La virilité est, expliquez-vous, un mythe que l’homme a construit pour dominer la femme. Ce qui est mythique, c’est l’idée d’une hiérarchie des sexes. La supériorité de l’homme sur la femme n’est pas une donnée naturelle, mais une construction culturelle. Il y, bien sûr, des différences naturelles, biologiques entre les deux sexes, je ne le conteste pas, mais je montre comment l’idéologie viriliste a transformé ces différences naturelles en injustices sociales. Depuis l’Antiquité, toutes les disciplines ont été mobilisées pour justifier et théoriser la domination masculine. Hésiode le premier au VIIIe siècle avant notre ère a imaginé Pandore, cette femme démoniaque qui répand souffrances et calamités sur terre. Homère a suivi qui présente Hélène comme une femme dangereuse à l’origine de la Guerre de Troie. Les religions monothéistes ont parachevé cette image d’une femme dangereuse et instauré un dieu mâle tout-puissant. La philosophie de son côté a conceptualisé cette domination : Aristote explique clairement que la femme est faite pour être soumise à l’homme. La science a confirmé cette infériorité féminine : la femme ne sait contrôler ni son sang, qu’elle perd chaque mois, ni ses émotions alors que l’homme, lui, verse le sang et décide de donner, ou non, sa semence. La femme se subit, elle est faite pour subir, l’homme se gouverne, il est fait pour gouverner. La hiérarchie des sexes s’est appuyée sur une pseudo-évidence naturelle alors qu’elle est une construction culturelle.

Cette domination masculine n’a pas toujours existé. À l’époque préhistorique, le féminin était jugé tellement mystérieux que les divinités étaient féminines Pourquoi la civilisation est-elle passée du féminin au masculin ?

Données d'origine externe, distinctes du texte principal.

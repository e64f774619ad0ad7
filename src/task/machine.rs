//! 任务状态机
//!
//! `TaskCore` 保存任务的身份、状态、进度与取消请求，所有修改都在同一把锁内完成；
//! 具体任务实现 `Task` trait，只需要提供 `run`。
//!
//! 状态流转：Idle → Busy → {Completed | Failed | Paused | Stopped | Aborted}，
//! Paused 恢复后回到 Idle 等待再次执行。每次执行恰好产生一个终态通知。

use super::error::TaskError;
use super::events::{NoticeKind, TaskNotice};
use super::state::{CancellationType, RunOutcome, TaskOutcome, TaskState};
use async_trait::async_trait;
use futures::FutureExt;
use parking_lot::Mutex;
use std::panic::AssertUnwindSafe;
use std::sync::Arc;
use tokio::sync::{mpsc, watch};
use tokio_util::sync::CancellationToken;
use tracing::{debug, info, warn};
use uuid::Uuid;

/// 取消请求的处理结果
#[derive(Debug, Clone, Copy, PartialEq, Eq)]
pub(crate) enum CancelAction {
    /// 已结束或请求不能覆盖已有请求
    Ignored,
    /// 任务未在执行，已同步结束
    CompletedNow,
    /// 已通知执行中的任务，结束由执行方完成
    Signalled,
}

struct CoreInner {
    name: String,
    state: TaskState,
    progress: u8,
    busy: bool,
    /// 进入终态（暂停不算）
    finished: bool,
    /// 本次执行已产生终态通知
    attempt_closed: bool,
    cancellation: CancellationType,
    requested: CancellationType,
    token: Option<CancellationToken>,
    group: Option<Uuid>,
    notifier: Option<mpsc::UnboundedSender<TaskNotice>>,
}

/// 任务公共状态
pub struct TaskCore {
    id: Uuid,
    user_state: Option<serde_json::Value>,
    inner: Mutex<CoreInner>,
    state_tx: watch::Sender<TaskState>,
}

impl TaskCore {
    pub fn new(name: impl Into<String>) -> Self {
        Self::build(name.into(), None)
    }

    /// 附带调用方自定义数据（例如所属播客条目）
    pub fn with_user_state(name: impl Into<String>, user_state: serde_json::Value) -> Self {
        Self::build(name.into(), Some(user_state))
    }

    fn build(name: String, user_state: Option<serde_json::Value>) -> Self {
        let (state_tx, _) = watch::channel(TaskState::Idle);
        Self {
            id: Uuid::new_v4(),
            user_state,
            inner: Mutex::new(CoreInner {
                name,
                state: TaskState::Idle,
                progress: 0,
                busy: false,
                finished: false,
                attempt_closed: false,
                cancellation: CancellationType::None,
                requested: CancellationType::None,
                token: None,
                group: None,
                notifier: None,
            }),
            state_tx,
        }
    }

    pub fn id(&self) -> Uuid {
        self.id
    }

    pub fn name(&self) -> String {
        self.inner.lock().name.clone()
    }

    pub fn set_name(&self, name: impl Into<String>) {
        let name = name.into();
        let mut inner = self.inner.lock();
        if inner.name != name {
            inner.name = name;
            self.notify(&inner, NoticeKind::Updated);
        }
    }

    pub fn user_state(&self) -> Option<&serde_json::Value> {
        self.user_state.as_ref()
    }

    pub fn state(&self) -> TaskState {
        self.inner.lock().state
    }

    pub fn progress(&self) -> u8 {
        self.inner.lock().progress
    }

    /// 更新进度百分比，值变化时通知所属任务组
    pub fn set_progress(&self, progress: u8) -> Result<(), TaskError> {
        if progress > 100 {
            return Err(TaskError::InvalidProgress(progress));
        }
        let mut inner = self.inner.lock();
        if inner.progress != progress {
            inner.progress = progress;
            self.notify(&inner, NoticeKind::Progress(progress));
        }
        Ok(())
    }

    pub fn is_busy(&self) -> bool {
        self.inner.lock().busy
    }

    pub fn is_finished(&self) -> bool {
        self.inner.lock().finished
    }

    /// 已记录但可能尚未生效的取消请求
    pub fn requested_cancellation(&self) -> CancellationType {
        self.inner.lock().requested
    }

    /// 最近一次执行实际的取消类型
    pub fn cancellation_type(&self) -> CancellationType {
        self.inner.lock().cancellation
    }

    pub fn group_id(&self) -> Option<Uuid> {
        self.inner.lock().group
    }

    /// 等待任务离开 Idle/Busy
    pub async fn wait_until_settled(&self) -> TaskState {
        let mut rx = self.state_tx.subscribe();
        let settled = match rx.wait_for(|s| s.is_settled()).await {
            Ok(state) => *state,
            Err(_) => self.state(),
        };
        settled
    }

    pub(crate) fn attach(
        &self,
        group: Uuid,
        notifier: mpsc::UnboundedSender<TaskNotice>,
    ) -> Result<(), TaskError> {
        let mut inner = self.inner.lock();
        match inner.group {
            Some(owner) if owner != group => Err(TaskError::AlreadyGrouped(self.id)),
            _ => {
                inner.group = Some(group);
                inner.notifier = Some(notifier);
                Ok(())
            }
        }
    }

    pub(crate) fn detach(&self, group: Uuid) {
        let mut inner = self.inner.lock();
        if inner.group == Some(group) {
            inner.group = None;
            inner.notifier = None;
        }
    }

    /// Idle → Busy
    ///
    /// 已记录取消请求（暂停后未恢复）时不执行，返回 `Ok(None)`
    pub(crate) fn begin_attempt(&self) -> Result<Option<CancellationToken>, TaskError> {
        let mut inner = self.inner.lock();
        if inner.busy {
            return Err(TaskError::AlreadyBusy(self.id));
        }
        if inner.finished {
            return Err(TaskError::AlreadyFinished(self.id));
        }
        if inner.requested != CancellationType::None {
            return Ok(None);
        }

        let token = CancellationToken::new();
        inner.busy = true;
        inner.attempt_closed = false;
        inner.cancellation = CancellationType::None;
        inner.token = Some(token.clone());
        self.transition(&mut inner, TaskState::Busy);
        Ok(Some(token))
    }

    /// 执行方结束一次执行
    ///
    /// 本次执行已经产生过终态时返回 `None`
    pub(crate) fn complete_with<F>(&self, run: RunOutcome, on_finished: F) -> Option<TaskOutcome>
    where
        F: FnOnce(&TaskOutcome),
    {
        let mut inner = self.inner.lock();
        if inner.attempt_closed || !inner.busy {
            debug!("忽略重复的完成: task={}", self.id);
            return None;
        }

        let outcome = match run {
            RunOutcome::Finished => TaskOutcome::Succeeded,
            RunOutcome::Failed(e) => TaskOutcome::Failed(Arc::new(e)),
            RunOutcome::Cancelled => TaskOutcome::from_cancellation(inner.requested),
        };
        self.finish_locked(&mut inner, outcome.clone(), on_finished);
        Some(outcome)
    }

    /// 记录取消请求并尽可能让它生效
    pub(crate) fn request_cancel<F>(&self, kind: CancellationType, on_finished: F) -> CancelAction
    where
        F: FnOnce(&TaskOutcome),
    {
        if kind == CancellationType::None {
            return CancelAction::Ignored;
        }

        let mut inner = self.inner.lock();
        if inner.finished || !inner.requested.accepts_upgrade() {
            return CancelAction::Ignored;
        }
        if kind == CancellationType::Paused && inner.state == TaskState::Paused {
            return CancelAction::Ignored;
        }

        inner.requested = kind;
        if inner.busy {
            if let Some(token) = &inner.token {
                token.cancel();
            }
            debug!("已请求取消执行中的任务: task={}, kind={:?}", self.id, kind);
            CancelAction::Signalled
        } else {
            self.finish_locked(&mut inner, TaskOutcome::from_cancellation(kind), on_finished);
            CancelAction::CompletedNow
        }
    }

    /// Paused → Idle
    pub(crate) fn resume(&self) -> bool {
        let mut inner = self.inner.lock();
        if inner.finished || inner.busy || inner.cancellation != CancellationType::Paused {
            return false;
        }
        inner.cancellation = CancellationType::None;
        inner.requested = CancellationType::None;
        inner.attempt_closed = false;
        self.transition(&mut inner, TaskState::Idle);
        true
    }

    fn finish_locked<F>(&self, inner: &mut CoreInner, outcome: TaskOutcome, on_finished: F)
    where
        F: FnOnce(&TaskOutcome),
    {
        inner.busy = false;
        inner.attempt_closed = true;
        inner.token = None;
        inner.cancellation = outcome.cancellation();
        if !outcome.is_paused() {
            inner.finished = true;
        }
        if matches!(outcome, TaskOutcome::Succeeded) && inner.progress != 100 {
            inner.progress = 100;
            self.notify(inner, NoticeKind::Progress(100));
        }

        on_finished(&outcome);

        match outcome.error() {
            Some(e) => warn!("任务失败: name={}, error={:#}", inner.name, e),
            None => info!("任务结束: name={}, state={}", inner.name, outcome.state()),
        }

        self.transition(inner, outcome.state());
        self.notify(inner, NoticeKind::Completed(outcome));
    }

    fn transition(&self, inner: &mut CoreInner, new: TaskState) {
        let old = inner.state;
        if old == new {
            return;
        }
        inner.state = new;
        self.state_tx.send_replace(new);
        self.notify(inner, NoticeKind::StateChanged { old, new });
    }

    fn notify(&self, inner: &CoreInner, kind: NoticeKind) {
        if let Some(tx) = &inner.notifier {
            let _ = tx.send(TaskNotice {
                task_id: self.id,
                kind,
            });
        }
    }
}

impl std::fmt::Debug for TaskCore {
    fn fmt(&self, f: &mut std::fmt::Formatter<'_>) -> std::fmt::Result {
        let inner = self.inner.lock();
        f.debug_struct("TaskCore")
            .field("id", &self.id)
            .field("name", &inner.name)
            .field("state", &inner.state)
            .field("progress", &inner.progress)
            .finish()
    }
}

/// 可调度的异步任务
///
/// 实现方只提供 `core` 和 `run`；`run` 观察到取消令牌时应尽快返回
/// `RunOutcome::Cancelled`。
#[async_trait]
pub trait Task: Send + Sync + 'static {
    fn core(&self) -> &TaskCore;

    async fn run(&self, token: CancellationToken) -> RunOutcome;

    /// 终态确定后、通知发出前调用（持有任务锁，不要回调任务自身的状态方法）
    fn on_finished(&self, _outcome: &TaskOutcome) {}

    fn supports_pause(&self) -> bool {
        false
    }

    /// 开始执行，立即返回
    ///
    /// # 返回
    /// - `Ok(true)`: 已开始
    /// - `Ok(false)`: 存在未恢复的暂停请求，没有执行
    fn execute(self: Arc<Self>) -> Result<bool, TaskError>
    where
        Self: Sized,
    {
        let Some(token) = self.core().begin_attempt()? else {
            debug!("任务存在未处理的取消请求，跳过执行: {}", self.core().name());
            return Ok(false);
        };

        tokio::spawn(async move {
            let run = AssertUnwindSafe(self.run(token))
                .catch_unwind()
                .await
                .unwrap_or_else(|_| RunOutcome::Failed(anyhow::anyhow!("任务执行时发生 panic")));
            let task = &self;
            task.core().complete_with(run, |outcome| task.on_finished(outcome));
        });
        Ok(true)
    }

    /// 中止，丢弃部分结果
    fn cancel(&self) -> bool {
        request_cancel(self, CancellationType::Aborted)
    }

    /// 停止，保留部分结果
    fn stop(&self) -> bool {
        request_cancel(self, CancellationType::Stopped)
    }

    fn pause(&self) -> Result<bool, TaskError> {
        if !self.supports_pause() {
            return Err(TaskError::PauseUnsupported(self.core().id()));
        }
        Ok(request_cancel(self, CancellationType::Paused))
    }

    /// 恢复已暂停的任务，之后由任务组重新调度
    fn resume(&self) -> bool {
        self.core().resume()
    }
}

fn request_cancel<T: Task + ?Sized>(task: &T, kind: CancellationType) -> bool {
    task.core()
        .request_cancel(kind, |outcome| task.on_finished(outcome))
        != CancelAction::Ignored
}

Je reprends l’hypothèse de l’anthropologue Françoise Héritier selon laquelle l’origine de la domination masculine est liée à la compréhension du rôle du sperme dans la reproduction. Quand, au néolithique, l’homme devenu éleveur a observé les animaux s’accoupler, il a compris que le mâle fécondait la femelle alors qu’auparavant il n’avait pas clairement fait de liens entre le rapport sexuel et la reproduction. Il va dès lors s’approprier la reproduction et affirmer que tout est contenu dans sa semence. Il va aussi craindre qu’un autre mâle ne féconde sa femme. Pour s’approprier le ventre de la femme, il va chercher à la contrôler, la minorer et la séquestrer.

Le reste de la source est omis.